A huge accident on 1 May 2010 in a Mini Challenge support race to the 2010 V8 Supercar Championship Series sparked discussion about the safety of the circuit. However, circuit owner at the time, John Tetley insisted that the track was still safe. TeamVodafone driver Craig Lowndes suggested that Queensland Raceway was long overdue for upgrades including a resurfacing. Tetley stated that resurfacing would be done in late 2010, although major flooding in the south-east Queensland region early in 2011, and the subsequent lack of availability of necessary equipment as devastated roads are repaired has seen that resurfacing delayed for twelve months. In October 2011 the resurfacing was commenced and completed before Christmas.

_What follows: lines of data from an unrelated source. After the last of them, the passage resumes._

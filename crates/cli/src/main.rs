use std::path::{Path, PathBuf};

use anyhow::{Context, Result};
use clap::{Parser, Subcommand};
use tracing::{error, info};
use tracing_subscriber::{layer::SubscriberExt, util::SubscriberInitExt};

use cdjcheck_core::{
    load_config, load_default_config, validate_config, write_report, BatchConverter, Config,
    ConvertOptions, FfmpegConverter, LibraryScanner,
};

/// Config file read when `--config` is not given
const DEFAULT_CONFIG_PATH: &str = "cdjcheck.toml";

#[derive(Parser)]
#[command(name = "cdjcheck")]
#[command(about = "Check an audio library for CDJ compatibility and convert what fails", long_about = None)]
#[command(version)]
struct Cli {
    /// Configuration file (TOML)
    #[arg(long, global = true, env = "CDJCHECK_CONFIG")]
    config: Option<PathBuf>,

    #[command(subcommand)]
    command: Commands,
}

#[derive(Subcommand)]
enum Commands {
    /// Scan a directory and write the compatibility report
    Scan {
        /// Directory to scan recursively
        #[arg(long)]
        root_dir: Option<PathBuf>,
        /// Where to write the report
        #[arg(long)]
        report: Option<PathBuf>,
    },
    /// Convert the files the report flags as incompatible
    Convert {
        /// Directory the report's file names are relative to
        #[arg(long)]
        root_dir: Option<PathBuf>,
        /// Report produced by `scan`
        #[arg(long)]
        report: Option<PathBuf>,
        /// Where converted files are written
        #[arg(long)]
        output_dir: Option<PathBuf>,
        /// Print the ffmpeg commands without running them
        #[arg(long)]
        dry_run: bool,
    },
}

impl Commands {
    /// Applies command-line path overrides on top of the loaded config.
    fn apply_overrides(&self, config: &mut Config) {
        let (root_dir, report) = match self {
            Commands::Scan { root_dir, report } => (root_dir, report),
            Commands::Convert {
                root_dir,
                report,
                output_dir,
                ..
            } => {
                if let Some(output_dir) = output_dir {
                    config.converter.output_dir = output_dir.clone();
                }
                (root_dir, report)
            }
        };
        if let Some(root_dir) = root_dir {
            config.library.root_dir = root_dir.clone();
        }
        if let Some(report) = report {
            config.report.path = report.clone();
        }
    }
}

/// Loads the explicit config file, or the default one when it exists.
fn resolve_config(explicit: Option<&Path>) -> Result<Config> {
    match explicit {
        Some(path) => {
            info!("Loading configuration from {:?}", path);
            load_config(path).with_context(|| format!("Failed to load config from {:?}", path))
        }
        None if Path::new(DEFAULT_CONFIG_PATH).exists() => {
            info!("Loading configuration from {}", DEFAULT_CONFIG_PATH);
            load_config(Path::new(DEFAULT_CONFIG_PATH))
                .with_context(|| format!("Failed to load config from {}", DEFAULT_CONFIG_PATH))
        }
        None => load_default_config().context("Failed to load default configuration"),
    }
}

#[tokio::main(flavor = "current_thread")]
async fn main() {
    tracing_subscriber::registry()
        .with(
            tracing_subscriber::EnvFilter::try_from_default_env()
                .unwrap_or_else(|_| "info".into()),
        )
        .with(tracing_subscriber::fmt::layer())
        .init();

    let cli = Cli::parse();
    if let Err(e) = run(cli).await {
        error!("Fatal error: {:#}", e);
        std::process::exit(1);
    }
}

async fn run(cli: Cli) -> Result<()> {
    let mut config = resolve_config(cli.config.as_deref())?;
    cli.command.apply_overrides(&mut config);
    validate_config(&config).context("Configuration validation failed")?;

    let converter = FfmpegConverter::new(config.converter.clone());

    match cli.command {
        Commands::Scan { .. } => {
            let scanner = LibraryScanner::new(converter, &config.library)
                .with_excluded_dir(&config.converter.output_dir);
            let report = scanner
                .scan(&config.library.root_dir)
                .await
                .context("Scan failed")?;
            write_report(&report, &config.report.path).await?;
        }
        Commands::Convert { dry_run, .. } => {
            let options = ConvertOptions {
                dry_run,
                ..ConvertOptions::from_config(&config)
            };
            let summary = BatchConverter::new(converter)
                .run(&options)
                .await
                .context("Conversion failed")?;
            info!(
                "Conversion process completed: {} of {} incompatible files converted",
                summary.converted.len(),
                summary.incompatible
            );
        }
    }

    Ok(())
}
//! Report parsing.
//!
//! Only the per-file blocks are read back. Header, statistics and error
//! sections are skipped because none of their lines start with a field
//! prefix the parser tracks.

use std::str::FromStr;

use super::types::ReportEntry;
use super::{
    BITRATE_PREFIX, BIT_DEPTH_PREFIX, CHANNELS_PREFIX, COMPATIBLE_PREFIX, FILE_PREFIX,
    FORMAT_PREFIX, ISSUES_HEADER, ISSUE_PREFIX, SAMPLE_RATE_PREFIX, SIZE_PREFIX, TYPE_PREFIX,
};

/// Parses the leading token of a field value, treating `None`/`N/A` as absent.
fn first_token<T: FromStr>(value: &str) -> Option<T> {
    let token = value.split_whitespace().next()?;
    match token {
        "None" | "N/A" => None,
        other => other.parse().ok(),
    }
}

fn parse_flag(value: &str) -> Option<bool> {
    match value.trim() {
        "Yes" => Some(true),
        "No" => Some(false),
        _ => None,
    }
}

/// Recovers the per-file entries from a rendered report.
///
/// Field lines that appear before the first `File:` line are ignored.
/// Entries are returned in report order.
pub fn parse_report(text: &str) -> Vec<ReportEntry> {
    let mut entries = Vec::new();
    let mut current: Option<ReportEntry> = None;
    let mut in_issues = false;

    for line in text.lines() {
        if let Some(filename) = line.strip_prefix(FILE_PREFIX) {
            entries.extend(current.take());
            current = Some(ReportEntry::new(filename.trim_end()));
            in_issues = false;
            continue;
        }

        let Some(entry) = current.as_mut() else {
            continue;
        };

        if let Some(value) = line.strip_prefix(TYPE_PREFIX) {
            entry.properties.file_type = value.trim().to_string();
        } else if let Some(value) = line.strip_prefix(FORMAT_PREFIX) {
            entry.format_label = match value.trim() {
                "" | "N/A" => None,
                label => Some(label.to_string()),
            };
        } else if let Some(value) = line.strip_prefix(SIZE_PREFIX) {
            entry.size_mb = first_token(value);
        } else if let Some(value) = line.strip_prefix(SAMPLE_RATE_PREFIX) {
            entry.properties.sample_rate = first_token(value);
        } else if let Some(value) = line.strip_prefix(BIT_DEPTH_PREFIX) {
            entry.properties.bit_depth = first_token(value);
        } else if let Some(value) = line.strip_prefix(CHANNELS_PREFIX) {
            entry.properties.channels = first_token(value);
        } else if let Some(value) = line.strip_prefix(BITRATE_PREFIX) {
            entry.properties.bitrate_kbps = first_token(value);
        } else if let Some(value) = line.strip_prefix(COMPATIBLE_PREFIX) {
            entry.compatible = parse_flag(value);
        } else if line == ISSUES_HEADER {
            in_issues = true;
        } else if let Some(issue) = line.strip_prefix(ISSUE_PREFIX).filter(|_| in_issues) {
            entry.issues.push(issue.to_string());
        } else if line.trim().is_empty() {
            in_issues = false;
        }
    }

    entries.extend(current);
    entries
}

During July 2016, the Ipswich council announced plans to invest $220 million upgrading Queensland Raceway. The first phase of the project is to extend the length of current circuit. The proposed plans by the council were never followed through with after massive upheaval and controversy. The company responsible (Ipswich Motorsport Park PTY LTD) for the redevelopment was wound up in 2017 and de-registered.

In October 2021 former owner John Tetley and Tony Quinn signed a pact under which the Quinn took the lease, management and operations of Queensland Raceway. Since this time the circuit has seen a big investment to lift its standards and facilities to where they should have been.

== Willowbank 300 ==
The Willowbank 300 is held annually at Queensland Raceway as part of the Queensland Endurance Championship.

The Endurance Championship consists of the Ipswich event and the Lakeside Park 300 which is traditionally held in the latter part of the year at the historic circuit north of Brisbane. The Willowbank 300 has been a landmark event on the Queensland Raceway calendar since 2014.

== Fatalities at the circuit ==
There have been five fatalities at the venue since it opened in 1999. Porsche Supercup driver Sean Edwards in 2013 during testing, as well as club-racer Dennis Smith at a sprint event in 2016. Two further deaths occurred when a 32-year-old driver and 41-year-old passenger were killed in August 2017. In 2023, Shane Savage died at the Queensland Raceway after his car rolled.